- AVAILABLE DATA
-------

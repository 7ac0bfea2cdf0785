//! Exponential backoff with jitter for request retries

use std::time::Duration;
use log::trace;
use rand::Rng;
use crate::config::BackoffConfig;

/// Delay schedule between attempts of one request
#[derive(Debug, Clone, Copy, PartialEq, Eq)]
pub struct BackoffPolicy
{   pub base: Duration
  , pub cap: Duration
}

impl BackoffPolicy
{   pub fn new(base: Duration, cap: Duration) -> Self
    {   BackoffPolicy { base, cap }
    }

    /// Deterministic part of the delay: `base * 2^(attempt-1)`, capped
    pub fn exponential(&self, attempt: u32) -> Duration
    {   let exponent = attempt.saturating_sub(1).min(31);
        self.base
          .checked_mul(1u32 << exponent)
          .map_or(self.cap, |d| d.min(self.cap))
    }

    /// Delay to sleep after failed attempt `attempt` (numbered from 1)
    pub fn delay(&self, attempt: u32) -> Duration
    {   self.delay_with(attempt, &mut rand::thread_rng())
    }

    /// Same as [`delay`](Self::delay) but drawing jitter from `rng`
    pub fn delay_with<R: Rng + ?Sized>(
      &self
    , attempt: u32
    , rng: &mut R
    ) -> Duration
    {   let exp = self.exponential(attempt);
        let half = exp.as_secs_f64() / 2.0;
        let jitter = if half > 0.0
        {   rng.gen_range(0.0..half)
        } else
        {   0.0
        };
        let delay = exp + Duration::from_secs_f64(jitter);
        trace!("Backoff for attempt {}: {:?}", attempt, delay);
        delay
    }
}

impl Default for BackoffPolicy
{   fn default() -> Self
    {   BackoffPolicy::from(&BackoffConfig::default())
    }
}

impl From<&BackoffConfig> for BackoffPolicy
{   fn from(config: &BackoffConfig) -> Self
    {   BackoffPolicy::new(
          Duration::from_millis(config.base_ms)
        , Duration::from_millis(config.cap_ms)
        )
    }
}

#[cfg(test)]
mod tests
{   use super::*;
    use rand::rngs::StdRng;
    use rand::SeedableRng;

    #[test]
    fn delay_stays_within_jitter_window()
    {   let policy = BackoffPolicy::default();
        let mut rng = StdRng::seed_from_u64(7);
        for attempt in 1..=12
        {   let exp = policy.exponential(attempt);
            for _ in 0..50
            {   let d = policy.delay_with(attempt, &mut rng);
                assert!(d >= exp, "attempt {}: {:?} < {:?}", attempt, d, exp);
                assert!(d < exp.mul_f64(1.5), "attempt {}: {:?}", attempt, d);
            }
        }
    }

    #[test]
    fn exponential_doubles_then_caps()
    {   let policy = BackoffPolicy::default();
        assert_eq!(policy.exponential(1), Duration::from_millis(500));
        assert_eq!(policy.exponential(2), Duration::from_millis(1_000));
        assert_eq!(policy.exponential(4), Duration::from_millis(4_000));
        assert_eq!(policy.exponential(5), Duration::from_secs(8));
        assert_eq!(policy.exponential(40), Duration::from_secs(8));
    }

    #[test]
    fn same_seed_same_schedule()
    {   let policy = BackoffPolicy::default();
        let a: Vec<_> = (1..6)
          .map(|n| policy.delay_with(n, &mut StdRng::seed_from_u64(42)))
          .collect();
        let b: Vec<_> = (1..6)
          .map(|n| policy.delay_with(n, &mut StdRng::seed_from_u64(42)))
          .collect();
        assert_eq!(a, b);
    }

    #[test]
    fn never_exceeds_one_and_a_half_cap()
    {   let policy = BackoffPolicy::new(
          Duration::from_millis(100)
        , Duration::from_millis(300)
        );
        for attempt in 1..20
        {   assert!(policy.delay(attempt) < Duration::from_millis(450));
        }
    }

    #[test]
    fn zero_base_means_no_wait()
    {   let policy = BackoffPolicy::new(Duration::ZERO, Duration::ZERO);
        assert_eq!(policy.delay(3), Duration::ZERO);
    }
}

-------

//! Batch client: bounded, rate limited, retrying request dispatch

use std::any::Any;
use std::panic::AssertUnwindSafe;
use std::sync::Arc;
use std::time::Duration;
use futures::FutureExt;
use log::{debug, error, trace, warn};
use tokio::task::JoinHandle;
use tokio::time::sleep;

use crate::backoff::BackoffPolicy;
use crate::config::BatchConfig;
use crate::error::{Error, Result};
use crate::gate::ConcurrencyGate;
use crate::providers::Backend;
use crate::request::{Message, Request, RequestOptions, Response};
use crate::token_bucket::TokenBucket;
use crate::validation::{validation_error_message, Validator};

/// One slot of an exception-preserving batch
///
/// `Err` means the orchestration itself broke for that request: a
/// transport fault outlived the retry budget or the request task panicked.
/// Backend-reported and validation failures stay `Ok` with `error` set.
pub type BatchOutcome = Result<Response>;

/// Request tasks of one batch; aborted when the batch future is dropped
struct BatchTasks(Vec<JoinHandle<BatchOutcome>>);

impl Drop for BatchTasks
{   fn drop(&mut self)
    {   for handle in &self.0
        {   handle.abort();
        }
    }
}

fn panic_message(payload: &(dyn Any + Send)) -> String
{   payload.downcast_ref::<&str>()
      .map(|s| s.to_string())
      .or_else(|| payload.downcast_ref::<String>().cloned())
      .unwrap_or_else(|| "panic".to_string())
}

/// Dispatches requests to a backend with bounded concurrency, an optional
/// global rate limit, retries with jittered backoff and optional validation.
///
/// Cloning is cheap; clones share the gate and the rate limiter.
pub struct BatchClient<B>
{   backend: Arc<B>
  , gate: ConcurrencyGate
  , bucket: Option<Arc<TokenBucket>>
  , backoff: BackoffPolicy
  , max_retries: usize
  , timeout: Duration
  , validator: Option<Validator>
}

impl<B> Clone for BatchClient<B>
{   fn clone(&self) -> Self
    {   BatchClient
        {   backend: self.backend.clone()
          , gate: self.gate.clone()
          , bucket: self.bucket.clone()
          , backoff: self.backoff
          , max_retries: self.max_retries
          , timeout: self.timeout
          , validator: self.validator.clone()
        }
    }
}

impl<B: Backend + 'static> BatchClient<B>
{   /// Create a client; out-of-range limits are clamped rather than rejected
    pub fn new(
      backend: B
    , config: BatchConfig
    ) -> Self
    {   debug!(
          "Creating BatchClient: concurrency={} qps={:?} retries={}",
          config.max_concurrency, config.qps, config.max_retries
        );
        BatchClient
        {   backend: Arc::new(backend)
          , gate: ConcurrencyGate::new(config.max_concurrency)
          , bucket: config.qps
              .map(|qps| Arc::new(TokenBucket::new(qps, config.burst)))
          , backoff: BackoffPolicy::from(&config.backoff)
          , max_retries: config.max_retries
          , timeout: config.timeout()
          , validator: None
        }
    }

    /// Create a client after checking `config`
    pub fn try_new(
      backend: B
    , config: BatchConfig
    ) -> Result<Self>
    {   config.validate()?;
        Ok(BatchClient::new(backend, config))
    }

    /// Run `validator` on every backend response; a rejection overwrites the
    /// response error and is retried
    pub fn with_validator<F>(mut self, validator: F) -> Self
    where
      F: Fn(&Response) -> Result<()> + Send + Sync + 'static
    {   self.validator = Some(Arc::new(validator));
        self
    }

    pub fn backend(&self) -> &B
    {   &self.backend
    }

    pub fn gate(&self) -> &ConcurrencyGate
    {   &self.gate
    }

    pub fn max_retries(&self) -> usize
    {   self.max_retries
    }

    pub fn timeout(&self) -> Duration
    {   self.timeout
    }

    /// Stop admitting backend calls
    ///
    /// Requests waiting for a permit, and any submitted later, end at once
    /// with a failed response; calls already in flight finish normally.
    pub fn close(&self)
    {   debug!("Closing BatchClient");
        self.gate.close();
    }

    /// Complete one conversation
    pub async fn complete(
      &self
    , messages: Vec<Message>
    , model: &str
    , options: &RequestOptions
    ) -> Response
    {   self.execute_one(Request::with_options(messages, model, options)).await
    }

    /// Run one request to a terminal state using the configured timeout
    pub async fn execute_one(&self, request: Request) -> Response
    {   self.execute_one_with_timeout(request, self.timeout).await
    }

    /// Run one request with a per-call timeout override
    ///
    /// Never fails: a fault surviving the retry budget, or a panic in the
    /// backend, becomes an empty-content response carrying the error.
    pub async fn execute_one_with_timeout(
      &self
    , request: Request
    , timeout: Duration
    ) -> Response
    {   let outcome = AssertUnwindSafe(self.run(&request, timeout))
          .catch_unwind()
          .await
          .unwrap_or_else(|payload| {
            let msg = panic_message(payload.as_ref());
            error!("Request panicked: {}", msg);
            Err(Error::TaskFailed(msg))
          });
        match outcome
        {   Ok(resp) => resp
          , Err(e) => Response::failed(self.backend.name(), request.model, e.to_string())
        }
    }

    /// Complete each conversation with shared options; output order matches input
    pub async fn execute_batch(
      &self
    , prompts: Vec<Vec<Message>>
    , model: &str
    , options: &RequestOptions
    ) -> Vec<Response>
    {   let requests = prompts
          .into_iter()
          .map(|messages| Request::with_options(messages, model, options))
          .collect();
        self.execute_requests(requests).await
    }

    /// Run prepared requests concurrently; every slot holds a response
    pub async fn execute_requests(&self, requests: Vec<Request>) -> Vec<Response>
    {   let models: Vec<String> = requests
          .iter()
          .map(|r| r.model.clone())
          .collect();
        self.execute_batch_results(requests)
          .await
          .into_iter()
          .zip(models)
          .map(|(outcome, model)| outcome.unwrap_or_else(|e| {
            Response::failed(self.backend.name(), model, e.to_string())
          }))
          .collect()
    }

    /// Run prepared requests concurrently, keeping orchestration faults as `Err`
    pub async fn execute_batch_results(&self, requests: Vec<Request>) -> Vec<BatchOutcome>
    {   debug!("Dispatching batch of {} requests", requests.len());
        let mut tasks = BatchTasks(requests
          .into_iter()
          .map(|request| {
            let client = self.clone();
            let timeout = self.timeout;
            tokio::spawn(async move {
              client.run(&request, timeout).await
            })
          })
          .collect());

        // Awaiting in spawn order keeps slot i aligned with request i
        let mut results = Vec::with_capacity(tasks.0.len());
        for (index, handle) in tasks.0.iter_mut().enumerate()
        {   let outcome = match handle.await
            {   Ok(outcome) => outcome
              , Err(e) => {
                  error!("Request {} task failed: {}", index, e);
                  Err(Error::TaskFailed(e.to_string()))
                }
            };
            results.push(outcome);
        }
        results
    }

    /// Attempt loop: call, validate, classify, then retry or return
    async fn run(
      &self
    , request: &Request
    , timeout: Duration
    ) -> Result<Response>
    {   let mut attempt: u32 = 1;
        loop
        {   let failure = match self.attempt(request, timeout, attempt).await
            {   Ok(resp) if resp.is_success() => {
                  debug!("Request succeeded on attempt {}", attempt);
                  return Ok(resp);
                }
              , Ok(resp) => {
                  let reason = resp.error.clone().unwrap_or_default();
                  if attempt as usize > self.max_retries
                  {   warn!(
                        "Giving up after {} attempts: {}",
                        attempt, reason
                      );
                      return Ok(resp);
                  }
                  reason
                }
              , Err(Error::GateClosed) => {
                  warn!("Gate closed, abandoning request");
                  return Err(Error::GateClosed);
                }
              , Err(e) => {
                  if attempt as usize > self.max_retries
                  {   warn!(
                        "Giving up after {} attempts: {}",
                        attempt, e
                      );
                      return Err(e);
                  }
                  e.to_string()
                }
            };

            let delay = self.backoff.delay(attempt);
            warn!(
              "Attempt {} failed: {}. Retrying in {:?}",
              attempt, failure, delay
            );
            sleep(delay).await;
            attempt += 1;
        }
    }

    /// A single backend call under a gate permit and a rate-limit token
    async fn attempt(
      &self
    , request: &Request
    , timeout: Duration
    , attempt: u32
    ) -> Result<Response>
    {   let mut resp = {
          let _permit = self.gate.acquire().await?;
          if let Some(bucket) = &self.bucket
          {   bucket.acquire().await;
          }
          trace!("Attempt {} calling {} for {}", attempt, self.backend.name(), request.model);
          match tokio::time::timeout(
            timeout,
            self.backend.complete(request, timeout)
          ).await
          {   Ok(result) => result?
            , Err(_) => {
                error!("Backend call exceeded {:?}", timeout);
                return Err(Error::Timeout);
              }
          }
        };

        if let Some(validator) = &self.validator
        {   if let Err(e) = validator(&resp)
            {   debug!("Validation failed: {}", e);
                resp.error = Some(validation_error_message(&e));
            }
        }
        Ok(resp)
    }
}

-------

- WHAT IS REQUIRED
Wherever the word "trace" appears in a line of the data, copy that line.

- RESPONSE BOX
use log::trace;
        trace!("Backoff for attempt {}: {:?}", attempt, delay);
use log::{debug, error, trace, warn};
          trace!("Attempt {} calling {} for {}", attempt, self.backend.name(), request.model);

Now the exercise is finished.